To overcome dangers in our world, we must also take the offensive by encouraging economic progress and fighting disease and spreading hope in hopeless lands. Isolationism would not only tie our hands in fighting enemies; it would keep us from helping our friends in desperate need. We show compassion abroad because Americans believe in the God-given dignity and worth of a villager with HIV/AIDS, or an infant with malaria, or a refugee fleeing genocide, or a young girl sold into slavery. We also show compassion abroad because regions overwhelmed by poverty, corruption and despair are sources of terrorism and organized crime and human trafficking and the drug trade. In recent years, you and I have taken unprecedented action to fight AIDS and malaria, expand the education of girls, and reward developing nations that are moving forward with economic and political reform. For people everywhere, the United States is a partner for a better life. Short-changing these efforts would increase the suffering and chaos of our world, undercut our long-term security and dull the conscience of our country. I urge members of Congress to serve the interests of America by showing the compassion of America.
An important piece of the Bush administration's development policy was to be the -- so far disappointing -- Millennium Challenge Account, administered by the Millennium Challenge Corporation, with a promised budget of 5 billion dollars annually. The simple and promising idea behind the MCC was to award development aid to countries that was already showing progress towards democratic and accountable reform, and then to give larger, more targeted funding. By creating incentives for more efficient, democratic and accountable state-building instead of focusing on purely need-based evalutations the MCC would then "invest" in the "democratic growth stocks" of the developing world. The MCC had a very bad run in the beginning, took too long to set up, and started extremely slowly in disbursing aid: these problems are now being addressed according to this interview with the new director in the Washington Post. The US may in this way be on its way to be a significant policy innovator in the realm of output based aid -- new public management for development policies -- if not in absolute ODA (Official Development Assistance) terms.
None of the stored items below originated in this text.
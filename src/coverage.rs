//! Coverage pass for generators that must mention every member of a domain.
//!
//! A generator first samples rows freely, then asks which members of the
//! required domain (every cleaner, every homeowner) never showed up as a row's
//! subject and synthesizes one extra row for each of them. Both steps are
//! independent of how the candidate rows were produced.

use std::borrow::Borrow;
use std::collections::HashSet;
use std::hash::Hash;

/// Members of `required` that are not the subject of any candidate row, in
/// domain order.
///
/// `subject` extracts the covered key of a row; rows it returns `None` for
/// cover nothing.
pub fn uncovered<'a, T, Q, R, S>(required: &'a [T], candidates: &[R], subject: S) -> Vec<&'a T>
where
    T: Borrow<Q>,
    Q: Eq + Hash + ?Sized,
    S: Fn(&R) -> Option<&Q>,
{
    let touched: HashSet<&Q> = candidates.iter().filter_map(&subject).collect();

    required
        .iter()
        .filter(|item| {
            let key: &Q = <T as Borrow<Q>>::borrow(*item);
            !touched.contains(&key)
        })
        .collect()
}

/// Supplementary rows: one per uncovered domain member, built by `synthesize`.
pub fn fill<T, Q, R, S, F>(required: &[T], candidates: &[R], subject: S, synthesize: F) -> Vec<R>
where
    T: Borrow<Q>,
    Q: Eq + Hash + ?Sized,
    S: Fn(&R) -> Option<&Q>,
    F: FnMut(&T) -> R,
{
    uncovered(required, candidates, subject)
        .into_iter()
        .map(synthesize)
        .collect()
}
Two challenges are paramount for the MCC to deliver substantially: to introduce this kind of condition-based aid without losing focus on the Least Developed Countries (LDCs), and to square this aim of choosing reform-willing partner countries with the OECD's DAC Guidelines on ODA in terms of effective focus on poverty reduction. One important element of the latter is the untying of aid, i.e. scrapping demands for procurement in donor countries. Untying development aid may be the development world's equivalent of agricultural subventions in that it effectively hampers growth of recipient countries' own capacities. According to the OECD there is some, but modest progress on this area: only 13% of overall ODA was untied in 2003. The ratio of LDC ODA that was untied (to tied LDC ODA) has risen substantially across the board for most DAC member countries since the Guidelines where agreed upon in 2001 (click picture for enlargement; page 14 of link above).

The Long War is thus not only a Pentagon affair, and it cannot be: the convergence of security and development means that both elements, seperately and jointly, have to deliver for the results to emerge. Whether the MCC -- including the USAid threshold program -- will be an efficient player in that game will depend among other things on its ability to deliver on poverty reduction in the LDCs.